Task statement = Your output should be the lines of the entries below, exactly, from the first one through the line that holds "<p>Navigation blurb.</p>".

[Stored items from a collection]

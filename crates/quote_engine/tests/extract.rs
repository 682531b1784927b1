use pretty_assertions::assert_eq;
use quote_engine::{ArticleOrParagraphsExtractor, Document, ExtractionSource, Extractor};

#[test]
fn article_text_is_returned_verbatim() {
    let html = "<html><body><article>Hello world.</article></body></html>";
    let extracted = ArticleOrParagraphsExtractor.extract(html);
    assert_eq!(extracted, ExtractionSource::Article("Hello world.".to_string()));
}

#[test]
fn paragraphs_are_joined_with_newline_without_article() {
    let html = "<html><body><p>A.</p><div><p>B.</p></div></body></html>";
    let extracted = ArticleOrParagraphsExtractor.extract(html);
    assert_eq!(extracted, ExtractionSource::ParagraphJoin("A.\nB.".to_string()));
}

#[test]
fn article_takes_precedence_over_outside_paragraphs() {
    let html = r#"
    <html><body>
        <p>Navigation blurb.</p>
        <article><h1>Title</h1><p>First.</p><p>Second.</p></article>
        <p>Footer text.</p>
    </body></html>
    "#;
    let extracted = ArticleOrParagraphsExtractor.extract(html);
    assert_eq!(
        extracted,
        ExtractionSource::Article("Title\n\nFirst.\n\nSecond.".to_string())
    );
    assert!(!extracted.text().contains("Footer"));
}

#[test]
fn only_first_article_is_used() {
    let html = "<body><article>One</article><article>Two</article></body>";
    assert_eq!(ArticleOrParagraphsExtractor.extract(html).text(), "One");
}

#[test]
fn no_paragraphs_yields_empty_text() {
    let html = "<html><body><div>Just a div</div></body></html>";
    assert_eq!(
        ArticleOrParagraphsExtractor.extract(html),
        ExtractionSource::ParagraphJoin(String::new())
    );
}

#[test]
fn empty_paragraphs_still_contribute_separators() {
    let html = "<body><p>A.</p><p>   </p><p>B.</p></body>";
    assert_eq!(ArticleOrParagraphsExtractor.extract(html).text(), "A.\n\nB.");
}

#[test]
fn extraction_is_idempotent() {
    let doc = Document::new(
        "https://example.com",
        "<body><p>Some <em>styled</em> text.</p><p>More.</p></body>",
    );
    let first = doc.extract_text();
    let second = doc.extract_text();
    assert_eq!(first, "Some styled text.\nMore.");
    assert_eq!(first, second);
}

Answer to this exercise =
filename crates/quote_engine/tests/extract.rs
repository 682531b1784927b1
use pretty_assertions::assert_eq;
use quote_engine::{ArticleOrParagraphsExtractor, Document, ExtractionSource, Extractor};

#[test]
fn article_text_is_returned_verbatim() {
    let html = "<html><body><article>Hello world.</article></body></html>";
    let extracted = ArticleOrParagraphsExtractor.extract(html);
    assert_eq!(extracted, ExtractionSource::Article("Hello world.".to_string()));
}

#[test]
fn paragraphs_are_joined_with_newline_without_article() {
    let html = "<html><body><p>A.</p><div><p>B.</p></div></body></html>";
    let extracted = ArticleOrParagraphsExtractor.extract(html);
    assert_eq!(extracted, ExtractionSource::ParagraphJoin("A.\nB.".to_string()));
}

#[test]
fn article_takes_precedence_over_outside_paragraphs() {
    let html = r#"
    <html><body>
        <p>Navigation blurb.</p>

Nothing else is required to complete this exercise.